Stored data entries:

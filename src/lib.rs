//! Session and route-authorization core for an application shell.
//!
//! The crate owns exactly two concerns: a process-wide [`identity::SessionStore`]
//! that tracks who is logged in (synchronized with an identity provider and a
//! persisted cache slot), and a route guard that maps (session, required roles,
//! path) to an access decision on every navigation. Pages, layout chrome and
//! data-entry forms are external collaborators that call into this surface.

pub mod error;
pub mod identity;

pub use error::{AuthError, AuthResult};
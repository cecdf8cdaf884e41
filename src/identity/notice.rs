use parking_lot::Mutex;
use tracing::{info, warn};

/// User-visible outcome notifications emitted by the session store, one per
/// completed operation. The view layer renders these as toasts or banners.
#[derive(Debug, Clone, Copy, PartialEq, Eq)]
pub enum NoticeSeverity {
    Info,
    Error,
}

#[derive(Debug, Clone, PartialEq, Eq)]
pub struct Notice {
    pub severity: NoticeSeverity,
    pub title: String,
    pub detail: String,
}

impl Notice {
    pub fn info<T: Into<String>, D: Into<String>>(title: T, detail: D) -> Self {
        Self {
            severity: NoticeSeverity::Info,
            title: title.into(),
            detail: detail.into(),
        }
    }

    pub fn error<T: Into<String>, D: Into<String>>(title: T, detail: D) -> Self {
        Self {
            severity: NoticeSeverity::Error,
            title: title.into(),
            detail: detail.into(),
        }
    }
}

pub trait NoticeSink: Send + Sync {
    fn notify(&self, notice: Notice);
}

/// Default sink: forwards notices to the tracing pipeline.
#[derive(Debug, Default, Clone, Copy)]
pub struct TracingNotices;

impl NoticeSink for TracingNotices {
    fn notify(&self, notice: Notice) {
        match notice.severity {
            NoticeSeverity::Info => {
                info!(target: "anteroom::notice", title = %notice.title, detail = %notice.detail)
            }
            NoticeSeverity::Error => {
                warn!(target: "anteroom::notice", title = %notice.title, detail = %notice.detail)
            }
        }
    }
}

/// Collecting sink for tests and headless harnesses.
#[derive(Debug, Default)]
pub struct MemoryNotices {
    notices: Mutex<Vec<Notice>>,
}

impl MemoryNotices {
    pub fn new() -> Self {
        Self::default()
    }

    pub fn titles(&self) -> Vec<String> {
        self.notices.lock().iter().map(|n| n.title.clone()).collect()
    }

    pub fn drain(&self) -> Vec<Notice> {
        std::mem::take(&mut *self.notices.lock())
    }
}

impl NoticeSink for MemoryNotices {
    fn notify(&self, notice: Notice) {
        self.notices.lock().push(notice);
    }
}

> _Your goal_
Retype the first line of the entries and every line after it, please, through the line that contains "layout chrome and". Add nothing.

> _Response to this exercise_
filename src/lib.rs
//! Session and route-authorization core for an application shell.
//!
//! The crate owns exactly two concerns: a process-wide [`identity::SessionStore`]
//! that tracks who is logged in (synchronized with an identity provider and a
//! persisted cache slot), and a route guard that maps (session, required roles,
//! path) to an access decision on every navigation. Pages, layout chrome and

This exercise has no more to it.